Tim: That sounds nothing like Ranma!
Ranma: Umm... I'm right here you know. Even though that DID sound nothing like me.

>just because my dad had a stomach for a brain.

Graham: No offense Ranma, but you are not one to talk...

>Besides,my wife is much cuter than that uncute tomboy that
>I was once engaged to.

Tim: I'm getting more and more convinced each line...
Graham: What about?
Tim: A psycho profile on the author. I'll tell you when I get more proof.

>"Ranma then took a break from the conversation

Ranma: Damn! Small talk just takes it outta ya!

>as he and Ukyou kissed briefly,but passionately.At that moment,Ryouko
>and Ayeka found Tenchi.

All: (putting on crash helmets)

>"Where have you been,darling Tenchi?,"inquired Ryouko.

>"While you and Ayeka were fighting again,I decided to get something to
>eat,"replied Tenchi."Besides,if you're hungry,I got some okonomiyaki."

Tim: But, since you've been fighting you don't get any. Sasami, Ryo-Ohki, eat up!

>"Lord Tenchi,she started it!,"interrupted Ayeka.

Graham: RIIIGHT. I'm sure she did...

>Eventually,the okonomiyaki were done before Ryouko's and Ayeka's
>exchange of insults could escalate even further.

Tim: DAMN!
Ranma: What now?
Tim: A fight scene would've at least made this fic SOMEWHAT interesting!

>"See ya later,Masaki-kun,"said Ranma.

>"Have a nice day,Saotome-kun,"replied Tenchi

>as he,Ryouko,and Ayeka began consuming their okonomiyaki.

>One moment later,Ukyou noticed another familiar acquaintance within a
>distance:

Graham: Yuka and Mana?

>Ryuunosuke Fujinami.

Tim: Great! It's Rumiko crossover summer!
Graham: Tenchi isn't Rumiko, though.
Tim: He's close enough. He IS the basic Rumiko male. Utterly clueless about girls and with the world's most bizarre luck.
Ranma: I'd take insult to that, but it's true.

>"Ran-chan,Ryuu-chan could be coming here in any moment,"said Ukyou.

>"No problem,my darling Ucchan,"replied Ranma

Ranma: I'll prep the tiger trap and you be ready to hogtie her!

>as he wasted little time preparing an extra okonomiyaki for the cross-dresser
>from Tomobiki

Graham: Ugh... Where is this fic going?
Tim: Wherever it's going, it got directions from Ryouga...

>which he and Ukyou have known since she attended their wedding.

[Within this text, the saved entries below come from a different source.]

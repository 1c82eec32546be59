//! Stage policies
//!
//! Each [`Stage`] is described by two functions: one that builds the
//! downstream request from the current [`PipelineState`], and one that folds
//! the call outcome back into the state. The orchestrator drives every stage
//! through the same [`execute`] routine.
//!
//! | Stage              | Skip condition       | Fallback                  |
//! |--------------------|----------------------|---------------------------|
//! | DetectAndTranslate | language is English  | keep the original query   |
//! | ContextRetrieval   | never                | context absent            |
//! | SearchRetrieval    | never                | search absent             |
//! | Synthesis          | never                | fixed apology text        |

use sdk::{concat_parts, AgentCallError, ErrorKind, Metadata, Part};
use uuid::Uuid;

use super::aggregator::ResponseAggregator;
use super::state::{PipelineState, Stage};
use crate::client::AgentTransport;
use crate::config::{AgentsConfig, PipelineConfig};
use crate::language::LanguageDetector;
use crate::telemetry::preview;

/// Metadata key naming the agent that issued a context request
pub const CALLED_BY_KEY: &str = "called_by";

/// Metadata key carrying the inbound task id on a context request
pub const PARENT_TASK_KEY: &str = "parent_task_id";

/// A fully built downstream request
#[derive(Debug, Clone, PartialEq, Eq)]
pub struct StageRequest {
    pub stage: Stage,
    pub endpoint: String,
    pub task_id: String,
    pub parts: Vec<Part>,
    pub metadata: Option<Metadata>,
}

/// How a stage ended
#[derive(Debug, Clone, Copy, PartialEq, Eq)]
pub enum StageStatus {
    /// The stage had nothing to do
    Skipped,

    /// The agent answered with usable content
    Succeeded,

    /// The fallback was applied
    Degraded,
}

/// Static per-stage settings shared by every pipeline run
#[derive(Debug, Clone)]
pub struct StagePolicies {
    agents: AgentsConfig,
    error_prefixes: Vec<String>,
    apology: String,
    called_by: String,
}

impl StagePolicies {
    pub fn new(agents: &AgentsConfig, pipeline: &PipelineConfig) -> Self {
        Self {
            agents: agents.clone(),
            error_prefixes: pipeline.error_prefixes.clone(),
            apology: pipeline.apology.clone(),
            called_by: pipeline.called_by.clone(),
        }
    }

    pub fn apology(&self) -> &str {
        &self.apology
    }

    /// Endpoint of the agent behind a stage
    pub fn endpoint(&self, stage: Stage) -> &str {
        match stage {
            Stage::DetectAndTranslate => &self.agents.translator,
            Stage::ContextRetrieval => &self.agents.memory,
            Stage::SearchRetrieval => &self.agents.search,
            Stage::Synthesis => &self.agents.synthesis,
        }
    }

    /// Whether reply text is an error string in disguise
    ///
    /// Leading whitespace is ignored.
    pub fn is_error_text(&self, text: &str) -> bool {
        let trimmed = text.trim_start();
        self.error_prefixes
            .iter()
            .any(|prefix| !prefix.is_empty() && trimmed.starts_with(prefix.as_str()))
    }

    /// Build the downstream request for a stage, or `None` when it is skipped
    ///
    /// Detection runs here: the detected language is recorded on the state
    /// before the skip decision is made.
    pub fn build_request(
        &self,
        stage: Stage,
        state: &mut PipelineState,
        detector: &dyn LanguageDetector,
    ) -> Option<StageRequest> {
        let (parts, metadata) = match stage {
            Stage::DetectAndTranslate => {
                let language = detector.detect(state.original_query());
                tracing::info!("Detected language: {}", language);
                let needs_translation = language.needs_translation();
                state.set_detected_language(language);
                if !needs_translation {
                    return None;
                }
                (vec![Part::text(state.original_query())], None)
            }
            Stage::ContextRetrieval => {
                let mut metadata = state.metadata().cloned().unwrap_or_default();
                metadata.insert(CALLED_BY_KEY.to_string(), self.called_by.clone());
                metadata.insert(PARENT_TASK_KEY.to_string(), state.task_id().to_string());
                (vec![Part::text(state.working_query())], Some(metadata))
            }
            Stage::SearchRetrieval => (vec![Part::text(state.working_query())], None),
            Stage::Synthesis => (
                ResponseAggregator::synthesis_parts(
                    state.working_query(),
                    state.context_fragment(),
                    state.search_fragment(),
                ),
                None,
            ),
        };

        Some(StageRequest {
            stage,
            endpoint: self.endpoint(stage).to_string(),
            task_id: Uuid::new_v4().to_string(),
            parts,
            metadata,
        })
    }

    /// Fold a call outcome into the state, applying the stage fallback on
    /// any failure
    pub fn fold(
        &self,
        stage: Stage,
        state: &mut PipelineState,
        outcome: Result<Vec<Part>, AgentCallError>,
    ) -> StageStatus {
        let text = match outcome {
            Ok(parts) => concat_parts(&parts),
            Err(e) => {
                state.record_error(stage, e.kind(), e.to_string());
                self.apply_fallback(stage, state);
                return StageStatus::Degraded;
            }
        };

        if self.is_error_text(&text) {
            state.record_error(stage, ErrorKind::ErrorPrefixedContent, preview(text.trim(), 100));
            self.apply_fallback(stage, state);
            return StageStatus::Degraded;
        }

        match stage {
            Stage::DetectAndTranslate => {
                let translated = text.trim();
                if translated.is_empty() {
                    state.record_error(stage, ErrorKind::BlankContent, "empty translation");
                    return StageStatus::Degraded;
                }
                tracing::info!("Translated query: {}", preview(translated, 100));
                state.set_translation(translated.to_string());
            }
            Stage::ContextRetrieval => {
                // An empty memory answer just means there is no history yet
                if !text.trim().is_empty() {
                    state.set_context_fragment(text);
                }
            }
            Stage::SearchRetrieval => {
                if !text.trim().is_empty() {
                    state.set_search_fragment(text);
                }
            }
            Stage::Synthesis => {
                if text.trim().is_empty() {
                    state.record_error(stage, ErrorKind::BlankContent, "empty synthesis reply");
                    self.apply_fallback(stage, state);
                    return StageStatus::Degraded;
                }
                state.set_final_text(text);
            }
        }
        StageStatus::Succeeded
    }

    fn apply_fallback(&self, stage: Stage, state: &mut PipelineState) {
        match stage {
            // Working query stays as-is; fragments stay absent
            Stage::DetectAndTranslate | Stage::ContextRetrieval | Stage::SearchRetrieval => {}
            Stage::Synthesis => state.set_final_text(self.apology.clone()),
        }
    }
}

/// Send a built request through the transport
pub async fn dispatch(
    transport: &dyn AgentTransport,
    request: StageRequest,
) -> Result<Vec<Part>, AgentCallError> {
    tracing::debug!(
        "Stage {} -> {} (task {})",
        request.stage,
        request.endpoint,
        request.task_id
    );
    transport
        .call(&request.endpoint, request.parts, &request.task_id, request.metadata)
        .await
}

/// Run one stage end to end: build, call, fold
pub async fn execute(
    policies: &StagePolicies,
    stage: Stage,
    state: &mut PipelineState,
    transport: &dyn AgentTransport,
    detector: &dyn LanguageDetector,
) -> StageStatus {
    match policies.build_request(stage, state, detector) {
        Some(request) => {
            let outcome = dispatch(transport, request).await;
            policies.fold(stage, state, outcome)
        }
        None => {
            tracing::debug!("Stage {} skipped", stage);
            StageStatus::Skipped
        }
    }
}

#[cfg(test)]
mod tests {
    use super::*;
    use crate::config::Config;
    use crate::language::{DetectedLanguage, FixedDetector};
    use std::time::Duration;

    fn policies() -> StagePolicies {
        let config = Config::default();
        StagePolicies::new(&config.agents, &config.pipeline)
    }

    fn english() -> FixedDetector {
        FixedDetector(DetectedLanguage::Code("eng".into()))
    }

    #[test]
    fn test_error_prefix_ignores_leading_whitespace() {
        let policies = policies();
        assert!(policies.is_error_text("Error: agent down"));
        assert!(policies.is_error_text("  \nError occurred"));
        assert!(!policies.is_error_text("No errors here"));
        assert!(!policies.is_error_text(""));
    }

    #[test]
    fn test_translation_skipped_for_english() {
        let policies = policies();
        let mut state = PipelineState::new("t1", "What is the weather?", None);
        let request = policies.build_request(Stage::DetectAndTranslate, &mut state, &english());
        assert!(request.is_none());
        assert_eq!(state.detected_language(), &DetectedLanguage::Code("eng".into()));
    }

    #[test]
    fn test_translation_skipped_for_unknown() {
        let policies = policies();
        let mut state = PipelineState::new("t1", "???", None);
        let detector = FixedDetector(DetectedLanguage::Unknown);
        assert!(policies
            .build_request(Stage::DetectAndTranslate, &mut state, &detector)
            .is_none());
    }

    #[test]
    fn test_context_request_carries_caller_metadata() {
        let policies = policies();
        let mut inbound = Metadata::new();
        inbound.insert("session".into(), "abc".into());
        let mut state = PipelineState::new("inbound-1", "q", Some(inbound));

        let request = policies
            .build_request(Stage::ContextRetrieval, &mut state, &english())
            .expect("context is never skipped");
        let metadata = request.metadata.expect("context sends metadata");

        assert_eq!(metadata.get("session").map(String::as_str), Some("abc"));
        assert_eq!(metadata.get(CALLED_BY_KEY).map(String::as_str), Some("RouterAgent"));
        assert_eq!(metadata.get(PARENT_TASK_KEY).map(String::as_str), Some("inbound-1"));
        assert_ne!(request.task_id, "inbound-1");
    }

    #[test]
    fn test_search_request_has_no_metadata() {
        let policies = policies();
        let mut state = PipelineState::new("t", "q", None);
        let request = policies
            .build_request(Stage::SearchRetrieval, &mut state, &english())
            .expect("search is never skipped");
        assert!(request.metadata.is_none());
        assert_eq!(request.parts, vec![Part::text("q")]);
    }

    #[test]
    fn test_failed_translation_keeps_original_query() {
        let policies = policies();
        let mut state = PipelineState::new("t", "Bonjour", None);
        let status = policies.fold(
            Stage::DetectAndTranslate,
            &mut state,
            Err(AgentCallError::ConnectionFailed("refused".into())),
        );
        assert_eq!(status, StageStatus::Degraded);
        assert_eq!(state.working_query(), "Bonjour");
        assert_eq!(state.stage_errors()[0].kind, ErrorKind::ConnectionFailed);
    }

    #[test]
    fn test_error_prefixed_translation_keeps_original_query() {
        let policies = policies();
        let mut state = PipelineState::new("t", "Bonjour", None);
        policies.fold(
            Stage::DetectAndTranslate,
            &mut state,
            Ok(vec![Part::text("Error: model unavailable")]),
        );
        assert_eq!(state.working_query(), "Bonjour");
        assert_eq!(state.stage_errors()[0].kind, ErrorKind::ErrorPrefixedContent);
    }

    #[test]
    fn test_successful_translation_replaces_working_query() {
        let policies = policies();
        let mut state = PipelineState::new("t", "Bonjour", None);
        let status = policies.fold(
            Stage::DetectAndTranslate,
            &mut state,
            Ok(vec![Part::text(" Hello \n")]),
        );
        assert_eq!(status, StageStatus::Succeeded);
        assert_eq!(state.working_query(), "Hello");
        assert_eq!(state.original_query(), "Bonjour");
    }

    #[test]
    fn test_error_prefixed_context_is_absent() {
        let policies = policies();
        let mut state = PipelineState::new("t", "q", None);
        policies.fold(
            Stage::ContextRetrieval,
            &mut state,
            Ok(vec![Part::text("Error retrieving context")]),
        );
        assert!(state.context_fragment().is_none());
        assert!(state.stage_failed(Stage::ContextRetrieval));
    }

    #[test]
    fn test_empty_messages_and_timeout_leave_same_fragments() {
        let policies = policies();
        let mut empty = PipelineState::new("t", "q", None);
        let mut timed_out = PipelineState::new("t", "q", None);

        policies.fold(Stage::SearchRetrieval, &mut empty, Err(AgentCallError::EmptyMessages));
        policies.fold(
            Stage::SearchRetrieval,
            &mut timed_out,
            Err(AgentCallError::Timeout(Duration::from_secs(30))),
        );

        assert_eq!(empty.search_fragment(), timed_out.search_fragment());
        assert_eq!(empty.working_query(), timed_out.working_query());
        assert_eq!(empty.stage_errors()[0].kind, ErrorKind::EmptyMessages);
        assert_eq!(timed_out.stage_errors()[0].kind, ErrorKind::Timeout);
    }

    #[test]
    fn test_blank_translation_is_not_empty_messages() {
        let policies = policies();
        let mut state = PipelineState::new("t", "Bonjour", None);
        let status = policies.fold(
            Stage::DetectAndTranslate,
            &mut state,
            Ok(vec![Part::text("  \n")]),
        );
        assert_eq!(status, StageStatus::Degraded);
        assert_eq!(state.working_query(), "Bonjour");
        assert_eq!(state.stage_errors()[0].kind, ErrorKind::BlankContent);
    }

    #[test]
    fn test_blank_synthesis_yields_apology() {
        let policies = policies();
        let mut blank = PipelineState::new("t", "q", None);
        let mut no_messages = PipelineState::new("t", "q", None);

        policies.fold(Stage::Synthesis, &mut blank, Ok(vec![Part::text(" ")]));
        policies.fold(Stage::Synthesis, &mut no_messages, Err(AgentCallError::EmptyMessages));

        assert_eq!(blank.final_text(), Some(policies.apology()));
        assert_eq!(no_messages.final_text(), Some(policies.apology()));
        assert_eq!(blank.stage_errors()[0].kind, ErrorKind::BlankContent);
        assert_eq!(no_messages.stage_errors()[0].kind, ErrorKind::EmptyMessages);
    }

    #[test]
    fn test_synthesis_failure_yields_apology() {
        let policies = policies();
        let mut state = PipelineState::new("t", "q", None);
        policies.fold(
            Stage::Synthesis,
            &mut state,
            Err(AgentCallError::NonSuccessStatus(500)),
        );
        assert_eq!(state.final_text(), Some(policies.apology()));
    }

    #[test]
    fn test_multi_part_reply_is_concatenated() {
        let policies = policies();
        let mut state = PipelineState::new("t", "q", None);
        policies.fold(
            Stage::Synthesis,
            &mut state,
            Ok(vec![Part::text("Sunny, "), Part::text("22C")]),
        );
        assert_eq!(state.final_text(), Some("Sunny, 22C"));
    }
}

Ranma: Lemme get this straight. I've been friends with somebody since they just randomly showed up at my wedding for no reason?
Tim: Too unbelievable, even for Rumiko.
All: The Rhea zone! Doo doo doo doo, doo doo doo doo...

>A couple of moments later,the normally tomboyish Ryuunosuke,who was
>wearing a swimsuit sans breast bindings

Graham: Why does he need to mention breast bindings so often?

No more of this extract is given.